Segment Start: SUPPLIED ENTRIES

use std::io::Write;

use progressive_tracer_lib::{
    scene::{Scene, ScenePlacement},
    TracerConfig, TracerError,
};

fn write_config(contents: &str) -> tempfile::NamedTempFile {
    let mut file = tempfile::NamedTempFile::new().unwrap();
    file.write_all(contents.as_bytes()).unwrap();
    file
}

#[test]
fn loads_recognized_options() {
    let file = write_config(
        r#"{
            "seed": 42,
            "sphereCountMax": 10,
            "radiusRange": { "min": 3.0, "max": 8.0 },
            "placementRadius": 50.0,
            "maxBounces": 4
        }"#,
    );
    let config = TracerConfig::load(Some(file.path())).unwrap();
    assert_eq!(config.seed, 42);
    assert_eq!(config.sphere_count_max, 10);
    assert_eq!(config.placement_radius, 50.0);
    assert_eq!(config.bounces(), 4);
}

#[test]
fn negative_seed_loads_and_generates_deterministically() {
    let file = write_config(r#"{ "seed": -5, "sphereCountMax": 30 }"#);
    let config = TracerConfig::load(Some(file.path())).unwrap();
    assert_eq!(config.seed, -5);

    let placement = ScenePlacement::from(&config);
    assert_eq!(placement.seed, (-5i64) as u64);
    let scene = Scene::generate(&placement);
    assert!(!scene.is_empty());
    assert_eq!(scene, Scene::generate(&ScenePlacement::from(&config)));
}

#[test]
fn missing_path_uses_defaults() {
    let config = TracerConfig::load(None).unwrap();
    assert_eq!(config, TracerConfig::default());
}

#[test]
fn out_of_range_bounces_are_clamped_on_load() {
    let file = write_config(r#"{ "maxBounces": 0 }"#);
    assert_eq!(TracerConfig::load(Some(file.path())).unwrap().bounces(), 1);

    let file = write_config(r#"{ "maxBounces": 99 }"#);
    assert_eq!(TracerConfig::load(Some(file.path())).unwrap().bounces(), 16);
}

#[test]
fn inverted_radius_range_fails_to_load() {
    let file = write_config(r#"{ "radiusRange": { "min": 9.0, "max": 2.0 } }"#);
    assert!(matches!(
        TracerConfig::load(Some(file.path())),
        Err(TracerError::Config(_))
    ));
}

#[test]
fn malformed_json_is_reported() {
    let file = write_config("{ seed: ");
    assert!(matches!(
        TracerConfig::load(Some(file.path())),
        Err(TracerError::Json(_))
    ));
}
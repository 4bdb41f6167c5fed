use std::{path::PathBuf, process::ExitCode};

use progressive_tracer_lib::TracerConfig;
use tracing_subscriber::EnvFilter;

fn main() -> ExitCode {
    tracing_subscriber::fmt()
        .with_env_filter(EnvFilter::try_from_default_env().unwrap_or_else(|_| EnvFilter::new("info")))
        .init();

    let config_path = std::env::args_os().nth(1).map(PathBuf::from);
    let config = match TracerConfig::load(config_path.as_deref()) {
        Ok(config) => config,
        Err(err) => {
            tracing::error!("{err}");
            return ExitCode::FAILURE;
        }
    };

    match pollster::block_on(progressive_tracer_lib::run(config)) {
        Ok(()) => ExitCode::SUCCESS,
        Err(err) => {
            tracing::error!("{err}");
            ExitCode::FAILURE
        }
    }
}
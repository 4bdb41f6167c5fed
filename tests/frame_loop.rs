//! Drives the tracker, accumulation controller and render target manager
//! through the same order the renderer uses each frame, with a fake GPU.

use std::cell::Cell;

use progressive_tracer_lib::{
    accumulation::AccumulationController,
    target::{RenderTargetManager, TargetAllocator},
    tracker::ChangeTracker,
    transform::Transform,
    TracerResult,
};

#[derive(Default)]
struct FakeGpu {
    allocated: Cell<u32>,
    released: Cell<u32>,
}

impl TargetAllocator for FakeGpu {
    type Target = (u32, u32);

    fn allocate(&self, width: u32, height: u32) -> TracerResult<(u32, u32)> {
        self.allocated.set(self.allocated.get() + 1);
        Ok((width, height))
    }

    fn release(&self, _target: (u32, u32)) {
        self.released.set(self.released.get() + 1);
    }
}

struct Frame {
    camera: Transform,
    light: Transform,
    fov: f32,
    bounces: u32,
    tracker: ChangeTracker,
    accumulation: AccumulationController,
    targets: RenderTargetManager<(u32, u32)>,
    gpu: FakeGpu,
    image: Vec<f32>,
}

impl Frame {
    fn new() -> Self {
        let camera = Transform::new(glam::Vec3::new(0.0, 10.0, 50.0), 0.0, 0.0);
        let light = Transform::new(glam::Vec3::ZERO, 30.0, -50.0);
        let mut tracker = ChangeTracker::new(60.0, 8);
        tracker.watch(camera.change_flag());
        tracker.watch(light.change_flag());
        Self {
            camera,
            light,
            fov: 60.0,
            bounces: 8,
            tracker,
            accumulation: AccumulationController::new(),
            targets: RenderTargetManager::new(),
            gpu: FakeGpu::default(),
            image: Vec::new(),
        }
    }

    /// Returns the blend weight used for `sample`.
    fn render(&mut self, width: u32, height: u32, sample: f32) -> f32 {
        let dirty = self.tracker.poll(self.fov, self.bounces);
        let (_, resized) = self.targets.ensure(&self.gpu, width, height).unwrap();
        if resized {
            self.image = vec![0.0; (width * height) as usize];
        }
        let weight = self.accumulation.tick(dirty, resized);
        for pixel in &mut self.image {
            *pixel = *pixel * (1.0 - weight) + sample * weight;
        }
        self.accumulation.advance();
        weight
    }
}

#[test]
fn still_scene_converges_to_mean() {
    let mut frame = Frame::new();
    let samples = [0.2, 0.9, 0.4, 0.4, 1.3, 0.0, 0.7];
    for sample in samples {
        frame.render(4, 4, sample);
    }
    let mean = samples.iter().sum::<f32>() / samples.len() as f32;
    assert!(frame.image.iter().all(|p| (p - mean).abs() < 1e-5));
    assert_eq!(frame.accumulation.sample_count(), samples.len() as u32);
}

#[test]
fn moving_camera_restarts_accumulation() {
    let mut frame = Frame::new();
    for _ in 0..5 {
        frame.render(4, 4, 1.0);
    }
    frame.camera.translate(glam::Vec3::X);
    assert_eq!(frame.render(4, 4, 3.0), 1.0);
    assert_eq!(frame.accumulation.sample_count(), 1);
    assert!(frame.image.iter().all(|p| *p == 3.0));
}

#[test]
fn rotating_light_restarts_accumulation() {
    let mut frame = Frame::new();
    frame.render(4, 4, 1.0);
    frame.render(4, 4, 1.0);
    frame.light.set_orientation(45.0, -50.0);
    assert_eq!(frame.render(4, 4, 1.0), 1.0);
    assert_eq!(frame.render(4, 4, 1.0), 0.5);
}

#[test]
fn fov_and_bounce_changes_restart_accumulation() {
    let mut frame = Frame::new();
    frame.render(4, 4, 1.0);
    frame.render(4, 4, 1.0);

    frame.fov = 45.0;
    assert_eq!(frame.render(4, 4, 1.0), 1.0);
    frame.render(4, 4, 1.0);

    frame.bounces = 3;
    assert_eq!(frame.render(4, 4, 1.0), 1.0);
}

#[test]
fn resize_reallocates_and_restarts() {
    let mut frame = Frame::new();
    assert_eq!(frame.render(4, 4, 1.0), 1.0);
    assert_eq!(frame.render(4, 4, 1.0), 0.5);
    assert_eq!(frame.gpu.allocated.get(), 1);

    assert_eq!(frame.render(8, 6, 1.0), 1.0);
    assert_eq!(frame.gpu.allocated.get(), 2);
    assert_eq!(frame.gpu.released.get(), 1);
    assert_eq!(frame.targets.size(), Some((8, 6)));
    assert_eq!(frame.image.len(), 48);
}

Segment End: SUPPLIED ENTRIES

All the records above need to be set down again exactly as they were given.

## RESULT OF THE TASK
use std::io::Write;

use progressive_tracer_lib::{
    scene::{Scene, ScenePlacement},
    TracerConfig, TracerError,
};

fn write_config(contents: &str) -> tempfile::NamedTempFile {
    let mut file = tempfile::NamedTempFile::new().unwrap();
    file.write_all(contents.as_bytes()).unwrap();
    file
}

#[test]
fn loads_recognized_options() {
    let file = write_config(
        r#"{
            "seed": 42,
            "sphereCountMax": 10,
            "radiusRange": { "min": 3.0, "max": 8.0 },
            "placementRadius": 50.0,
            "maxBounces": 4
        }"#,
    );
    let config = TracerConfig::load(Some(file.path())).unwrap();
    assert_eq!(config.seed, 42);
    assert_eq!(config.sphere_count_max, 10);
    assert_eq!(config.placement_radius, 50.0);
    assert_eq!(config.bounces(), 4);
}

#[test]
fn negative_seed_loads_and_generates_deterministically() {
    let file = write_config(r#"{ "seed": -5, "sphereCountMax": 30 }"#);
    let config = TracerConfig::load(Some(file.path())).unwrap();
    assert_eq!(config.seed, -5);

    let placement = ScenePlacement::from(&config);
    assert_eq!(placement.seed, (-5i64) as u64);
    let scene = Scene::generate(&placement);
    assert!(!scene.is_empty());
    assert_eq!(scene, Scene::generate(&ScenePlacement::from(&config)));
}

#[test]
fn missing_path_uses_defaults() {
    let config = TracerConfig::load(None).unwrap();
    assert_eq!(config, TracerConfig::default());
}

#[test]
fn out_of_range_bounces_are_clamped_on_load() {
    let file = write_config(r#"{ "maxBounces": 0 }"#);
    assert_eq!(TracerConfig::load(Some(file.path())).unwrap().bounces(), 1);

    let file = write_config(r#"{ "maxBounces": 99 }"#);
    assert_eq!(TracerConfig::load(Some(file.path())).unwrap().bounces(), 16);
}

#[test]
fn inverted_radius_range_fails_to_load() {
    let file = write_config(r#"{ "radiusRange": { "min": 9.0, "max": 2.0 } }"#);
    assert!(matches!(
        TracerConfig::load(Some(file.path())),
        Err(TracerError::Config(_))
    ));
}

#[test]
fn malformed_json_is_reported() {
    let file = write_config("{ seed: ");
    assert!(matches!(
        TracerConfig::load(Some(file.path())),
        Err(TracerError::Json(_))
    ));
}
repository 4bdb41f6167c5fed
use std::{path::PathBuf, process::ExitCode};

use progressive_tracer_lib::TracerConfig;
use tracing_subscriber::EnvFilter;

fn main() -> ExitCode {
    tracing_subscriber::fmt()
        .with_env_filter(EnvFilter::try_from_default_env().unwrap_or_else(|_| EnvFilter::new("info")))
        .init();

    let config_path = std::env::args_os().nth(1).map(PathBuf::from);
    let config = match TracerConfig::load(config_path.as_deref()) {
        Ok(config) => config,
        Err(err) => {
            tracing::error!("{err}");
            return ExitCode::FAILURE;
        }
    };

    match pollster::block_on(progressive_tracer_lib::run(config)) {
        Ok(()) => ExitCode::SUCCESS,
        Err(err) => {
            tracing::error!("{err}");
            ExitCode::FAILURE
        }
    }
}
repository 4bdb41f6167c5fed
filename tests/frame_loop.rs
//! Drives the tracker, accumulation controller and render target manager
//! through the same order the renderer uses each frame, with a fake GPU.

use std::cell::Cell;

use progressive_tracer_lib::{
    accumulation::AccumulationController,
    target::{RenderTargetManager, TargetAllocator},
    tracker::ChangeTracker,
    transform::Transform,
    TracerResult,
};

#[derive(Default)]
struct FakeGpu {
    allocated: Cell<u32>,
    released: Cell<u32>,
}

impl TargetAllocator for FakeGpu {
    type Target = (u32, u32);

    fn allocate(&self, width: u32, height: u32) -> TracerResult<(u32, u32)> {
        self.allocated.set(self.allocated.get() + 1);
        Ok((width, height))
    }

    fn release(&self, _target: (u32, u32)) {
        self.released.set(self.released.get() + 1);
    }
}

struct Frame {
    camera: Transform,
    light: Transform,
    fov: f32,
    bounces: u32,
    tracker: ChangeTracker,
    accumulation: AccumulationController,
    targets: RenderTargetManager<(u32, u32)>,
    gpu: FakeGpu,
    image: Vec<f32>,
}

impl Frame {
    fn new() -> Self {
        let camera = Transform::new(glam::Vec3::new(0.0, 10.0, 50.0), 0.0, 0.0);
        let light = Transform::new(glam::Vec3::ZERO, 30.0, -50.0);
        let mut tracker = ChangeTracker::new(60.0, 8);
        tracker.watch(camera.change_flag());
        tracker.watch(light.change_flag());
        Self {
            camera,
            light,
            fov: 60.0,
            bounces: 8,
            tracker,
            accumulation: AccumulationController::new(),
            targets: RenderTargetManager::new(),
            gpu: FakeGpu::default(),
            image: Vec::new(),
        }
    }

    /// Returns the blend weight used for `sample`.
    fn render(&mut self, width: u32, height: u32, sample: f32) -> f32 {
        let dirty = self.tracker.poll(self.fov, self.bounces);
        let (_, resized) = self.targets.ensure(&self.gpu, width, height).unwrap();
        if resized {
            self.image = vec![0.0; (width * height) as usize];
        }
        let weight = self.accumulation.tick(dirty, resized);
        for pixel in &mut self.image {
            *pixel = *pixel * (1.0 - weight) + sample * weight;
        }
        self.accumulation.advance();
        weight
    }
}

#[test]
fn still_scene_converges_to_mean() {
    let mut frame = Frame::new();
    let samples = [0.2, 0.9, 0.4, 0.4, 1.3, 0.0, 0.7];
    for sample in samples {
        frame.render(4, 4, sample);
    }
    let mean = samples.iter().sum::<f32>() / samples.len() as f32;
    assert!(frame.image.iter().all(|p| (p - mean).abs() < 1e-5));
    assert_eq!(frame.accumulation.sample_count(), samples.len() as u32);
}

#[test]
fn moving_camera_restarts_accumulation() {
    let mut frame = Frame::new();
    for _ in 0..5 {
        frame.render(4, 4, 1.0);
    }
    frame.camera.translate(glam::Vec3::X);
    assert_eq!(frame.render(4, 4, 3.0), 1.0);
    assert_eq!(frame.accumulation.sample_count(), 1);
    assert!(frame.image.iter().all(|p| *p == 3.0));
}

#[test]
fn rotating_light_restarts_accumulation() {
    let mut frame = Frame::new();
    frame.render(4, 4, 1.0);
    frame.render(4, 4, 1.0);
    frame.light.set_orientation(45.0, -50.0);
    assert_eq!(frame.render(4, 4, 1.0), 1.0);
    assert_eq!(frame.render(4, 4, 1.0), 0.5);
}

#[test]
fn fov_and_bounce_changes_restart_accumulation() {
    let mut frame = Frame::new();
    frame.render(4, 4, 1.0);
    frame.render(4, 4, 1.0);

    frame.fov = 45.0;
    assert_eq!(frame.render(4, 4, 1.0), 1.0);
    frame.render(4, 4, 1.0);

    frame.bounces = 3;
    assert_eq!(frame.render(4, 4, 1.0), 1.0);
}

#[test]
fn resize_reallocates_and_restarts() {
    let mut frame = Frame::new();
    assert_eq!(frame.render(4, 4, 1.0), 1.0);
    assert_eq!(frame.render(4, 4, 1.0), 0.5);
    assert_eq!(frame.gpu.allocated.get(), 1);

    assert_eq!(frame.render(8, 6, 1.0), 1.0);
    assert_eq!(frame.gpu.allocated.get(), 2);
    assert_eq!(frame.gpu.released.get(), 1);
    assert_eq!(frame.targets.size(), Some((8, 6)));
    assert_eq!(frame.image.len(), 48);
}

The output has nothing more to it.